→ What is expected:
Across the entries below, how many lines contain the string "RowColumnLimitError"? Only the number is wanted.

→ Given information:
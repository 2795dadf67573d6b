use crate::config::WarehouseSettings;
use crate::models::{
    ERROR_COLUMN, IDENTIFIER_COLUMNS, MARKETPLACE_SKU_COLUMN, RECORD_ID_COLUMN, RowStatus, RowUpdate, STATUS_COLUMN,
    StatusSummary, TRACKED_COLUMNS, UpdateMode, WAREHOUSE_COLUMN,
};
use calamine::{Reader, open_workbook_auto};
use rust_xlsxwriter::{Workbook, XlsxError};
use std::{
    collections::HashMap,
    fs,
    path::{Path, PathBuf},
};
use thiserror::Error;
use tracing::{debug, info, warn};

#[derive(Debug, Error)]
pub enum DataError {
    #[error("missing required column `{0}`")]
    MissingColumn(String),
    #[error("failed to read {}: {source}", path.display())]
    Read {
        path: PathBuf,
        #[source]
        source: csv::Error,
    },
    #[error("failed to write {}: {source}", path.display())]
    Write {
        path: PathBuf,
        #[source]
        source: csv::Error,
    },
    #[error("failed to read {}: {source}", path.display())]
    ReadWorkbook {
        path: PathBuf,
        #[source]
        source: calamine::Error,
    },
    #[error("failed to write {}: {source}", path.display())]
    WriteWorkbook {
        path: PathBuf,
        #[source]
        source: XlsxError,
    },
    #[error("{} has no worksheet", path.display())]
    EmptyWorkbook { path: PathBuf },
    #[error("failed to replace {}: {source}", path.display())]
    Io {
        path: PathBuf,
        #[source]
        source: std::io::Error,
    },
}

/// On-disk table format, picked from the file extension.
#[derive(Debug, Clone, Copy, PartialEq, Eq)]
pub enum TableFormat {
    Csv,
    /// Read from xlsx/xlsm/xls/ods, always written as xlsx.
    Workbook,
}

impl TableFormat {
    pub fn of(path: &Path) -> Self {
        let ext = path
            .extension()
            .map(|e| e.to_string_lossy().to_lowercase())
            .unwrap_or_default();
        match ext.as_str() {
            "xlsx" | "xlsm" | "xls" | "xlsb" | "ods" => TableFormat::Workbook,
            _ => TableFormat::Csv,
        }
    }
}

/// `<dir>/<stem>_result.<ext>` next to the source file. Workbook inputs
/// produce an `.xlsx` result.
pub fn result_path(source: &Path) -> PathBuf {
    let stem = source
        .file_stem()
        .map(|s| s.to_string_lossy().into_owned())
        .unwrap_or_default();
    let name = match (TableFormat::of(source), source.extension()) {
        (TableFormat::Workbook, _) => format!("{stem}_result.xlsx"),
        (TableFormat::Csv, Some(ext)) => format!("{stem}_result.{}", ext.to_string_lossy()),
        (TableFormat::Csv, None) => format!("{stem}_result"),
    };
    source.with_file_name(name)
}

/// Header names compare case-insensitively after trimming.
pub fn normalize_header(raw: &str) -> String {
    raw.trim().to_lowercase()
}

/// Trims and drops a trailing `.0` that spreadsheet tools add to numeric ids.
pub fn normalize_identifier(raw: &str) -> String {
    let trimmed = raw.trim();
    if let Some(digits) = trimmed.strip_suffix(".0")
        && !digits.is_empty()
        && digits.chars().all(|c| c.is_ascii_digit())
    {
        return digits.to_string();
    }
    trimmed.to_string()
}

/// Rows indexed by position. Each worker writes only its own row's tracked
/// columns, and only through the orchestrator's lock.
#[derive(Debug, Clone)]
pub struct Dataset {
    columns: Vec<String>,
    rows: Vec<Vec<String>>,
    identifier: usize,
}

impl Dataset {
    /// Loads the source table, then overlays tracked columns from a previous
    /// result file when one exists.
    pub fn open(
        source: &Path,
        previous: &Path,
        mode: UpdateMode,
        warehouse: &WarehouseSettings,
    ) -> Result<Self, DataError> {
        let mut dataset = Self::load(source, mode, warehouse)?;
        if previous.is_file() {
            match dataset.merge_previous(previous, mode, warehouse) {
                Ok(merged) => {
                    info!(target = "bulk.dataset", path = %previous.display(), merged, "resumed from previous result");
                }
                Err(err) => {
                    warn!(target = "bulk.dataset", path = %previous.display(), error = %err, "resume merge failed");
                }
            }
        }
        Ok(dataset)
    }

    pub fn load(
        source: &Path,
        mode: UpdateMode,
        warehouse: &WarehouseSettings,
    ) -> Result<Self, DataError> {
        let (columns, rows) = read_table(source)?;
        let identifier = IDENTIFIER_COLUMNS
            .iter()
            .find_map(|name| columns.iter().position(|c| c.as_str() == *name))
            .ok_or_else(|| DataError::MissingColumn(IDENTIFIER_COLUMNS.join("` or `")))?;

        let mut dataset = Self {
            columns,
            rows,
            identifier,
        };
        for required in mode.required_columns() {
            if dataset.column(required).is_none() {
                return Err(DataError::MissingColumn(required.to_string()));
            }
        }
        for tracked in TRACKED_COLUMNS {
            dataset.ensure_column(tracked);
        }
        dataset.normalize(mode, warehouse);
        debug!(target = "bulk.dataset", path = %source.display(), rows = dataset.len(), "source loaded");
        Ok(dataset)
    }

    fn ensure_column(&mut self, name: &str) -> usize {
        if let Some(idx) = self.column(name) {
            return idx;
        }
        self.columns.push(name.to_string());
        for row in &mut self.rows {
            row.push(String::new());
        }
        self.columns.len() - 1
    }

    fn normalize(&mut self, mode: UpdateMode, warehouse: &WarehouseSettings) {
        let identifier = self.identifier;
        let mut targets = vec![identifier];
        targets.extend(
            mode.required_columns()
                .iter()
                .chain([MARKETPLACE_SKU_COLUMN].iter())
                .filter_map(|name| self.column(name)),
        );
        let warehouse_idx = self.column(WAREHOUSE_COLUMN);
        let store_front = warehouse.store_front.as_str();

        for row in &mut self.rows {
            for &idx in &targets {
                row[idx] = normalize_identifier(&row[idx]);
            }
            if mode != UpdateMode::Warehouse {
                continue;
            }
            let id = &mut row[identifier];
            if !store_front.is_empty() && !id.is_empty() && !id.starts_with(store_front) {
                *id = format!("{store_front}{id}");
            }
            if let Some(idx) = warehouse_idx
                && let Some(replacement) = warehouse.replace_dict.get(&row[idx])
            {
                row[idx] = replacement.clone();
            }
        }
    }

    /// Overlays non-empty tracked values from `previous`, keyed by identifier.
    /// Returns how many source rows matched.
    pub fn merge_previous(
        &mut self,
        previous: &Path,
        mode: UpdateMode,
        warehouse: &WarehouseSettings,
    ) -> Result<usize, DataError> {
        let prior = Self::load(previous, mode, warehouse)?;
        let mut by_id: HashMap<&str, usize> = HashMap::new();
        for idx in 0..prior.len() {
            let id = prior.identifier(idx);
            if !id.is_empty() {
                by_id.entry(id).or_insert(idx);
            }
        }

        let mut merged = 0;
        for idx in 0..self.rows.len() {
            let Some(&prior_idx) = by_id.get(self.identifier(idx)) else {
                continue;
            };
            merged += 1;
            for tracked in TRACKED_COLUMNS {
                let value = prior.value(prior_idx, tracked);
                if !value.is_empty() {
                    self.set(idx, tracked, value.to_string());
                }
            }
        }
        Ok(merged)
    }

    pub fn len(&self) -> usize {
        self.rows.len()
    }

    #[cfg(test)]
    pub fn columns(&self) -> &[String] {
        &self.columns
    }

    pub fn column(&self, name: &str) -> Option<usize> {
        let name = normalize_header(name);
        self.columns.iter().position(|c| *c == name)
    }

    pub fn identifier(&self, row: usize) -> &str {
        &self.rows[row][self.identifier]
    }

    /// Empty when the column does not exist.
    pub fn value(&self, row: usize, column: &str) -> &str {
        self.column(column)
            .map(|idx| self.rows[row][idx].as_str())
            .unwrap_or("")
    }

    fn set(&mut self, row: usize, column: &str, value: String) {
        let idx = self.ensure_column(column);
        self.rows[row][idx] = value;
    }

    pub fn status(&self, row: usize) -> RowStatus {
        RowStatus::parse(self.value(row, STATUS_COLUMN))
    }

    /// Rows currently eligible for status polling.
    pub fn updating_rows(&self) -> Vec<usize> {
        (0..self.len())
            .filter(|&idx| self.status(idx) == RowStatus::Updating)
            .collect()
    }

    pub fn summary(&self) -> StatusSummary {
        let mut summary = StatusSummary::default();
        for idx in 0..self.len() {
            summary.record(self.status(idx));
        }
        summary
    }

    /// Writes a worker's outcome into the row's tracked columns. A new
    /// record id replaces the old one; the error column is cleared unless
    /// the update carries a message.
    pub fn apply(&mut self, row: usize, update: &RowUpdate) {
        self.set(row, STATUS_COLUMN, update.status.as_str().to_string());
        if let Some(record_id) = &update.record_id {
            self.set(row, RECORD_ID_COLUMN, record_id.clone());
        }
        match &update.error_message {
            Some(message) => self.set(row, ERROR_COLUMN, message.clone()),
            None if update.status != RowStatus::Failed => self.set(row, ERROR_COLUMN, String::new()),
            None => {}
        }
    }

    /// Full snapshot. Written to a sibling temp file first so an
    /// interrupted write never leaves a truncated result behind.
    pub fn save(&self, path: &Path) -> Result<(), DataError> {
        let tmp = path.with_file_name(format!(
            ".{}.tmp",
            path.file_name()
                .map(|n| n.to_string_lossy().into_owned())
                .unwrap_or_default()
        ));
        match TableFormat::of(path) {
            TableFormat::Csv => self.write_csv(&tmp)?,
            TableFormat::Workbook => self.write_workbook(&tmp)?,
        }
        fs::rename(&tmp, path).map_err(|source| DataError::Io {
            path: path.to_path_buf(),
            source,
        })?;
        debug!(target = "bulk.dataset", path = %path.display(), rows = self.len(), "snapshot saved");
        Ok(())
    }

    fn write_csv(&self, path: &Path) -> Result<(), DataError> {
        let write_err = |source| DataError::Write {
            path: path.to_path_buf(),
            source,
        };
        let mut writer = csv::Writer::from_path(path).map_err(write_err)?;
        writer.write_record(&self.columns).map_err(write_err)?;
        for row in &self.rows {
            writer.write_record(row).map_err(write_err)?;
        }
        writer.flush().map_err(|source| DataError::Io {
            path: path.to_path_buf(),
            source,
        })
    }

    /// Every cell is written as text so identifiers keep their exact form.
    fn write_workbook(&self, path: &Path) -> Result<(), DataError> {
        let write_err = |source| DataError::WriteWorkbook {
            path: path.to_path_buf(),
            source,
        };
        let mut workbook = Workbook::new();
        let sheet = workbook.add_worksheet();
        for (row_idx, row) in std::iter::once(&self.columns).chain(&self.rows).enumerate() {
            let row_idx = u32::try_from(row_idx).map_err(|_| write_err(XlsxError::RowColumnLimitError))?;
            for (col_idx, cell) in row.iter().enumerate() {
                if cell.is_empty() {
                    continue;
                }
                let col_idx = u16::try_from(col_idx).map_err(|_| write_err(XlsxError::RowColumnLimitError))?;
                sheet.write_string(row_idx, col_idx, cell).map_err(write_err)?;
            }
        }
        workbook.save(path).map_err(write_err)
    }
}

fn read_table(path: &Path) -> Result<(Vec<String>, Vec<Vec<String>>), DataError> {
    let (header, records) = match TableFormat::of(path) {
        TableFormat::Csv => read_csv(path)?,
        TableFormat::Workbook => read_workbook(path)?,
    };
    let columns: Vec<String> = header.iter().map(|h| normalize_header(h)).collect();
    let mut rows = Vec::new();
    for mut row in records {
        row.resize(columns.len(), String::new());
        if row.iter().all(|cell| cell.trim().is_empty()) {
            continue;
        }
        rows.push(row);
    }
    Ok((columns, rows))
}

type RawTable = (Vec<String>, Vec<Vec<String>>);

fn read_csv(path: &Path) -> Result<RawTable, DataError> {
    let read_err = |source| DataError::Read {
        path: path.to_path_buf(),
        source,
    };
    let mut reader = csv::ReaderBuilder::new()
        .flexible(true)
        .from_path(path)
        .map_err(read_err)?;
    let header = reader
        .headers()
        .map_err(read_err)?
        .iter()
        .map(str::to_string)
        .collect();
    let mut records = Vec::new();
    for record in reader.records() {
        let record = record.map_err(read_err)?;
        records.push(record.iter().map(str::to_string).collect());
    }
    Ok((header, records))
}

/// First worksheet only; the first row holds the headers.
fn read_workbook(path: &Path) -> Result<RawTable, DataError> {
    let read_err = |source| DataError::ReadWorkbook {
        path: path.to_path_buf(),
        source,
    };
    let mut workbook = open_workbook_auto(path).map_err(read_err)?;
    let range = workbook
        .worksheet_range_at(0)
        .ok_or_else(|| DataError::EmptyWorkbook {
            path: path.to_path_buf(),
        })?
        .map_err(read_err)?;
    let mut rows = range
        .rows()
        .map(|cells| cells.iter().map(|cell| cell.to_string()).collect::<Vec<_>>());
    let header = rows.next().unwrap_or_default();
    Ok((header, rows.collect()))
}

→ Solution to the exercise:
2